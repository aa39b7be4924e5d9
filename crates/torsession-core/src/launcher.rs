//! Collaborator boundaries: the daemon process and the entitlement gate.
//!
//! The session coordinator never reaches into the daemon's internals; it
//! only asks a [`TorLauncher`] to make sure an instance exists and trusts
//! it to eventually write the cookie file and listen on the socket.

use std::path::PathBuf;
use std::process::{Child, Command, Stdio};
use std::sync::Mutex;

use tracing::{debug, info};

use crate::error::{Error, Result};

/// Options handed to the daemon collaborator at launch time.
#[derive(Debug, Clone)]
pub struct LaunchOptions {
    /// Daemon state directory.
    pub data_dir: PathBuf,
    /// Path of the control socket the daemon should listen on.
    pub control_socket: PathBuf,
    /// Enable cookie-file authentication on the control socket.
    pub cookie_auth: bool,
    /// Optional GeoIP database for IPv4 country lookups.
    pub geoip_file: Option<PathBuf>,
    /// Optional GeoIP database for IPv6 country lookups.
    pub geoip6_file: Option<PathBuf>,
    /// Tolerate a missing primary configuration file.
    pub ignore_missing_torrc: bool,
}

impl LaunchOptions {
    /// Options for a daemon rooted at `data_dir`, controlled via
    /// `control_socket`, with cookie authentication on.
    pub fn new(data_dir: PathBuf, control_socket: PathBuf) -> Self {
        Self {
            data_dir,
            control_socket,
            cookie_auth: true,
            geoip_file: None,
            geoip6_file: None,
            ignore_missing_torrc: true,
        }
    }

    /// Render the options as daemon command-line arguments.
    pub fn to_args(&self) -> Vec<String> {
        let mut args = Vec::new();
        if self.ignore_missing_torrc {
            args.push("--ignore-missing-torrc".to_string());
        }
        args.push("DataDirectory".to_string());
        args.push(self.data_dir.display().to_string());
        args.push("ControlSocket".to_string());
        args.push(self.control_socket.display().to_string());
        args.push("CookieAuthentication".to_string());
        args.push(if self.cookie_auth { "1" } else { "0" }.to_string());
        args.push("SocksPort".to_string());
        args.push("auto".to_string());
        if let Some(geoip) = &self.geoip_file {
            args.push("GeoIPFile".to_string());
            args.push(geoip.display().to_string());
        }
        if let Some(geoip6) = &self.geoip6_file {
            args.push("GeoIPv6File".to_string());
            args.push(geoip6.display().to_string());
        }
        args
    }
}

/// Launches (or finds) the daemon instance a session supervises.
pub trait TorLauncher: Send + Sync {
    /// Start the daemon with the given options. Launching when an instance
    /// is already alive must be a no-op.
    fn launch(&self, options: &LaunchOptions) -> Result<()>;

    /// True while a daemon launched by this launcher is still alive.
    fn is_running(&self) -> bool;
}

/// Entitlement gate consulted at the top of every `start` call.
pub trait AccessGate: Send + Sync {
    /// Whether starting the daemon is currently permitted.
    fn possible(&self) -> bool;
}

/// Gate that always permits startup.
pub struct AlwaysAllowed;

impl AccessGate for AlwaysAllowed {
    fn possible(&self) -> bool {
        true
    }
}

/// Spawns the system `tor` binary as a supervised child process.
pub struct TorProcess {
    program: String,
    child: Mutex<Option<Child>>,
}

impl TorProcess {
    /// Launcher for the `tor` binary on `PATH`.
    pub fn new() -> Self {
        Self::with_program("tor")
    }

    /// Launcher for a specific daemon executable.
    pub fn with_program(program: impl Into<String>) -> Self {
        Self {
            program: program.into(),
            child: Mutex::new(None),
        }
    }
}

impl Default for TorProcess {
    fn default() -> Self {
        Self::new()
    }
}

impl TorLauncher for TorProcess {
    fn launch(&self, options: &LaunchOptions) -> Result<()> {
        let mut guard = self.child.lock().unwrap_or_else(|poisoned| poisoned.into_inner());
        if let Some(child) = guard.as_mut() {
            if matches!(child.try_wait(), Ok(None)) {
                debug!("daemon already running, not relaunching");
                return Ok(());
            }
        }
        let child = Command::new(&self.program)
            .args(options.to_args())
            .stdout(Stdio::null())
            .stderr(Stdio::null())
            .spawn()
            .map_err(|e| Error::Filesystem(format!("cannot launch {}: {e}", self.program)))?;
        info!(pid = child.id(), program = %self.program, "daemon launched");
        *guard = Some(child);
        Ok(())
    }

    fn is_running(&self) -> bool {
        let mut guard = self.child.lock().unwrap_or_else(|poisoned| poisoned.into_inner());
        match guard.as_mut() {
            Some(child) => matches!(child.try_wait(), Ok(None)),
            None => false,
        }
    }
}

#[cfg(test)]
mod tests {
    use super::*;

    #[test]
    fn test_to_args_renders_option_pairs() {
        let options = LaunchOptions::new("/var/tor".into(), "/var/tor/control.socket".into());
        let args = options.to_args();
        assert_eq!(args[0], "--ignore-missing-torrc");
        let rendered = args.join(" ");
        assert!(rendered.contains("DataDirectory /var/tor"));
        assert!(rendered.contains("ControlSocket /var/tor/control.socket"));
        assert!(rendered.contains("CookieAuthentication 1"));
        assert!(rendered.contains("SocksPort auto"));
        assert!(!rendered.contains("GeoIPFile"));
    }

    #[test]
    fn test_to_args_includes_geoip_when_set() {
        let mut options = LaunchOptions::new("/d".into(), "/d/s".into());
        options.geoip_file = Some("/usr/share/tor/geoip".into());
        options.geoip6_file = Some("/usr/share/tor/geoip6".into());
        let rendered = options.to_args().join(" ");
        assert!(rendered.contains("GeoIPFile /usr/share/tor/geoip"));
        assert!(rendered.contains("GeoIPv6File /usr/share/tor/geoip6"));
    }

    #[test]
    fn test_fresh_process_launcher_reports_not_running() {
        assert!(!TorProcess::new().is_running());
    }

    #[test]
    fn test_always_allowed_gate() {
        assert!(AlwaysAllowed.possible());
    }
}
....
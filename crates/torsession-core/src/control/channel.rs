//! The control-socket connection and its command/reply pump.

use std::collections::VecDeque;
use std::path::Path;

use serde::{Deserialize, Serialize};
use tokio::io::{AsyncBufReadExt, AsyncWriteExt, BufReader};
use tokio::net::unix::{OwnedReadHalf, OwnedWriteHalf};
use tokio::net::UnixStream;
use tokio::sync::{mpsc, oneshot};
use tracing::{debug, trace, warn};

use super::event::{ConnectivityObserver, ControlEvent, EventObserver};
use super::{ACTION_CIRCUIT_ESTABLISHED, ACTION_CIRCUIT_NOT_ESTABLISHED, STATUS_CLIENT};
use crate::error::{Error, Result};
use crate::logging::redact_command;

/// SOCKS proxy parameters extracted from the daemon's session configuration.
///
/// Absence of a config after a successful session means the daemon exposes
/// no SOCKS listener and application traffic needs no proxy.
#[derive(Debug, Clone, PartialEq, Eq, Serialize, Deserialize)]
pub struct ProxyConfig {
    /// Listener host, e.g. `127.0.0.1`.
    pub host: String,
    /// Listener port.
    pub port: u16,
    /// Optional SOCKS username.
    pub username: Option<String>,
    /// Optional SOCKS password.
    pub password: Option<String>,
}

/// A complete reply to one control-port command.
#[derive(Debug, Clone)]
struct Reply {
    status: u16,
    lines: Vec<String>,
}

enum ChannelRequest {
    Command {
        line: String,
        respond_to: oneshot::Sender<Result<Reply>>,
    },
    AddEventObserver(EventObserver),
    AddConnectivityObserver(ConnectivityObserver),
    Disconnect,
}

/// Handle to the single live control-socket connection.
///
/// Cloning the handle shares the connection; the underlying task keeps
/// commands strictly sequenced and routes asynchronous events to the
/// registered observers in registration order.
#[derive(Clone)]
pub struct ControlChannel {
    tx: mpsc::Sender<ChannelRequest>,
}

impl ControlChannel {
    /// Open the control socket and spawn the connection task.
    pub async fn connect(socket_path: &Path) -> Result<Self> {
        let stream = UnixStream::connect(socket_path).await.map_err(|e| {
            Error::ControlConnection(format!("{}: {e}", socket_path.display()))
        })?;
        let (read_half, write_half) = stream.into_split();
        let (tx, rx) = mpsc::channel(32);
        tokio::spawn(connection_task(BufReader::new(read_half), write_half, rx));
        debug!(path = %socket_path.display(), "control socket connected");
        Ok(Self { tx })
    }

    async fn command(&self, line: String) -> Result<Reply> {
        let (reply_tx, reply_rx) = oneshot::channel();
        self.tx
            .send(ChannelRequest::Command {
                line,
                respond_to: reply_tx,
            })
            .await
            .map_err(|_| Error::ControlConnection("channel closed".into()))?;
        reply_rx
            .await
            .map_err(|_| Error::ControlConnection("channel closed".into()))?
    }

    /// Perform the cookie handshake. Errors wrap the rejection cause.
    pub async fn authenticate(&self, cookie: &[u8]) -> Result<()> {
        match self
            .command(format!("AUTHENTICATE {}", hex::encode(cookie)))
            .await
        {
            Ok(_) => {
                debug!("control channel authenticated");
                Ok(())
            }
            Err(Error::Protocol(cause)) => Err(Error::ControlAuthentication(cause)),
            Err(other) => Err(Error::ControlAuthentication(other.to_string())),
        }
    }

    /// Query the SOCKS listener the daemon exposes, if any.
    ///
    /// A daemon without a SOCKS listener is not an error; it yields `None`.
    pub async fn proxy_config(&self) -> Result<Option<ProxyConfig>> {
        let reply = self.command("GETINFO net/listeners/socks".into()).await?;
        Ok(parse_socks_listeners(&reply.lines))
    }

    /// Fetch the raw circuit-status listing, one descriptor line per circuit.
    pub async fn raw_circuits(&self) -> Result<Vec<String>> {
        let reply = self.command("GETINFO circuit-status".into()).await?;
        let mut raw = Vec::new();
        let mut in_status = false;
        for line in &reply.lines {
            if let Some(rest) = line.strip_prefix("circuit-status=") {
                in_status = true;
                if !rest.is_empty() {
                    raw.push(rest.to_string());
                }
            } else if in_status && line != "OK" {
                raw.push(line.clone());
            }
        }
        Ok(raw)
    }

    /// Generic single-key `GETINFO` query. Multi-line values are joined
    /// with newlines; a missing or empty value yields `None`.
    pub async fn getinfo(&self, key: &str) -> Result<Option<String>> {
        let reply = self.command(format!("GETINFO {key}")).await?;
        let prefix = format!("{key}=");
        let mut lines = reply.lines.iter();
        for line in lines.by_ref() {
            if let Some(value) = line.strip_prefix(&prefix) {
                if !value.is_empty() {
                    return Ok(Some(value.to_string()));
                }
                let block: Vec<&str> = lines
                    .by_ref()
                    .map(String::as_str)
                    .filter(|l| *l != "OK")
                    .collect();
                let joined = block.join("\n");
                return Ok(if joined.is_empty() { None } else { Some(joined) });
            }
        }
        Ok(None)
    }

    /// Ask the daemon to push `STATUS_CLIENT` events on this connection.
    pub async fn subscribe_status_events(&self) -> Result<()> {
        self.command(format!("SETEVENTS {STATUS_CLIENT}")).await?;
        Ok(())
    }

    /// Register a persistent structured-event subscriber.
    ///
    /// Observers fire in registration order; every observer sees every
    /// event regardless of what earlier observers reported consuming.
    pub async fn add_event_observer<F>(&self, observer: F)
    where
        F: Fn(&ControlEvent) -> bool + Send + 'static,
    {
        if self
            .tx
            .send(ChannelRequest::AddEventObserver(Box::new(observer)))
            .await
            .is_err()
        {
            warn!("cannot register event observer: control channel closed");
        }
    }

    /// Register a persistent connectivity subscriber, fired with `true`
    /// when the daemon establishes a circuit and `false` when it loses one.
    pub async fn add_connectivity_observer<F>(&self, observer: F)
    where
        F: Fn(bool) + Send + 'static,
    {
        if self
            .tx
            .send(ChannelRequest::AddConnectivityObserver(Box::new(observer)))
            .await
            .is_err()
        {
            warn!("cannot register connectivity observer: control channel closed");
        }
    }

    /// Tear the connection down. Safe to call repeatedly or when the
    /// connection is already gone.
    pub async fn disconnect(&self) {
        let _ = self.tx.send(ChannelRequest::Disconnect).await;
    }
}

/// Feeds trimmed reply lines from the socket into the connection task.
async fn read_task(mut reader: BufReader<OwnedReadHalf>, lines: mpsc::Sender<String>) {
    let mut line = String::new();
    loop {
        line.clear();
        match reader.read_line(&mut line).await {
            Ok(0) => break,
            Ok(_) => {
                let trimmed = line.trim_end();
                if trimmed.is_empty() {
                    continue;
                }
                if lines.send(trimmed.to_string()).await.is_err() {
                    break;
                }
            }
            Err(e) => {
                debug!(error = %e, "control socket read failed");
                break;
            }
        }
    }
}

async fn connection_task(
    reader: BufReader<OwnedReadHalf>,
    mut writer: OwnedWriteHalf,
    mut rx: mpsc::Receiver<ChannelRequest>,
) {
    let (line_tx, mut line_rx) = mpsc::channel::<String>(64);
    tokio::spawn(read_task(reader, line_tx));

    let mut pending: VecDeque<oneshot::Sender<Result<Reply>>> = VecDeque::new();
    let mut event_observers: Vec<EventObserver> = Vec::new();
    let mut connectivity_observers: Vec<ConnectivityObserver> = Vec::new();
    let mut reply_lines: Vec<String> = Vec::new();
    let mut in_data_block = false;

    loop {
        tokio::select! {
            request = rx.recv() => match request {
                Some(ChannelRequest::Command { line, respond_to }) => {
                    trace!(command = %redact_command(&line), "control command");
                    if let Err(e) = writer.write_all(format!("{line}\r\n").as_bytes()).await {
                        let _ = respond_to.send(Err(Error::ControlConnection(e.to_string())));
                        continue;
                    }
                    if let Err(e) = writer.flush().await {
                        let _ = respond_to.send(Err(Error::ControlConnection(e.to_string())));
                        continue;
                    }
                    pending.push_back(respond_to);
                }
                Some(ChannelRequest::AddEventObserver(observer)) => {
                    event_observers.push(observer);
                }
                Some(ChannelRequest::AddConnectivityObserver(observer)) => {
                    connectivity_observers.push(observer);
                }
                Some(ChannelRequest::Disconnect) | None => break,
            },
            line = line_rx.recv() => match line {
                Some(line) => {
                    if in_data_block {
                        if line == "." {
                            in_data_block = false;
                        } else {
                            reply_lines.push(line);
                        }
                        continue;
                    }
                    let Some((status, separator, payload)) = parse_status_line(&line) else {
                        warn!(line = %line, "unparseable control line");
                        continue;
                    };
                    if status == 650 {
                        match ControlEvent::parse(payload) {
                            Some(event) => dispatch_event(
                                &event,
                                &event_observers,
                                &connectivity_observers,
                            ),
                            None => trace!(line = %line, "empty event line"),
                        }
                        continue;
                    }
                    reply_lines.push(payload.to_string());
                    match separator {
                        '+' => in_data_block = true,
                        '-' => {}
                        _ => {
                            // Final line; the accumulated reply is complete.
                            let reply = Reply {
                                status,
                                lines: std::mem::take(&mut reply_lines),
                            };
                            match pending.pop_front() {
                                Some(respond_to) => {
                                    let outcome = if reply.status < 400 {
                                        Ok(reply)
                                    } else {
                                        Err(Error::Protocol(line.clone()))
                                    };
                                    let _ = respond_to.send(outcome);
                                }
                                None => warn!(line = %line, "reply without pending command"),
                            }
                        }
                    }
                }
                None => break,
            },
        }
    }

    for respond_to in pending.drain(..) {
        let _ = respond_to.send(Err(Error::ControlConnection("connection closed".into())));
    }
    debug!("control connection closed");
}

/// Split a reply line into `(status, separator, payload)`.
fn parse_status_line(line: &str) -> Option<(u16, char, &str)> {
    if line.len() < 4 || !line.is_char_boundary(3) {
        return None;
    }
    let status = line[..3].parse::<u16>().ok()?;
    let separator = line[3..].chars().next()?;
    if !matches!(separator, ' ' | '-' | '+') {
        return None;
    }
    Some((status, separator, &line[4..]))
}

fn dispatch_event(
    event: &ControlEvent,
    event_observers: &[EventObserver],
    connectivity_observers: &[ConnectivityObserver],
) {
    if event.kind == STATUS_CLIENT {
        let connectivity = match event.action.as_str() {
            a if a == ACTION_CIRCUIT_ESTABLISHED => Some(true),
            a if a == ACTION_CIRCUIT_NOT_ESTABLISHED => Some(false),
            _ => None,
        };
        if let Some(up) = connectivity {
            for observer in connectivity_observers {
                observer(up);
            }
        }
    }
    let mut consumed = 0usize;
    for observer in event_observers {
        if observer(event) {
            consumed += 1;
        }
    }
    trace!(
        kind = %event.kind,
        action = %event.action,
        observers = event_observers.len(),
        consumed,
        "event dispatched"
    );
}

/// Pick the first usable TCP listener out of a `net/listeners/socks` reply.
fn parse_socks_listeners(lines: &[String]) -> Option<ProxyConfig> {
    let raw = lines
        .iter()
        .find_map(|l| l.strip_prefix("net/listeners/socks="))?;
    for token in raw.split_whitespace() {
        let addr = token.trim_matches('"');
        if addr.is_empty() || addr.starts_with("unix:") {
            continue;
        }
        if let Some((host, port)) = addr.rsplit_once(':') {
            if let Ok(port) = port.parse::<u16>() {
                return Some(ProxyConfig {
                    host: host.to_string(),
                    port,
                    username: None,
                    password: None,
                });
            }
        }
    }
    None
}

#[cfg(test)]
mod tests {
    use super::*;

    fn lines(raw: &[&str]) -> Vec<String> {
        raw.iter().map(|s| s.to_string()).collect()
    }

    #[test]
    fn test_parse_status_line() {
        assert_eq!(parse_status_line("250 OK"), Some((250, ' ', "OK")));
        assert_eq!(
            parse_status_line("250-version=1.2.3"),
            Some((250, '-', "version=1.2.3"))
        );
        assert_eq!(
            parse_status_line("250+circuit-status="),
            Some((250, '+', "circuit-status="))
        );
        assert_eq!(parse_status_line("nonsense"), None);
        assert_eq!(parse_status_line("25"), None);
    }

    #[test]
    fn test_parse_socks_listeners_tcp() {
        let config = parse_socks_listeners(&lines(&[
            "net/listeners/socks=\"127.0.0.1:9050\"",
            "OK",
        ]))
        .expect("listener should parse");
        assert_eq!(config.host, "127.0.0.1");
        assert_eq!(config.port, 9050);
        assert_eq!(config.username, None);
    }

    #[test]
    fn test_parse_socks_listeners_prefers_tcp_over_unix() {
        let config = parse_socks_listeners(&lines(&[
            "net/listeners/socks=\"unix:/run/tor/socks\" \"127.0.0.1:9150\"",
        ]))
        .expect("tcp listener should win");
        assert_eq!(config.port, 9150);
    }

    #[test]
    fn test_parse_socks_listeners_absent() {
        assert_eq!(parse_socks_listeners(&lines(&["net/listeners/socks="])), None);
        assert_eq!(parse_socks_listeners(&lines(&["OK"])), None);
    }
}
....
Look through the material above for the word "configuration" and copy every line that has it.

> [Result of the task]
    /// Tolerate a missing primary configuration file.
/// SOCKS proxy parameters extracted from the daemon's session configuration.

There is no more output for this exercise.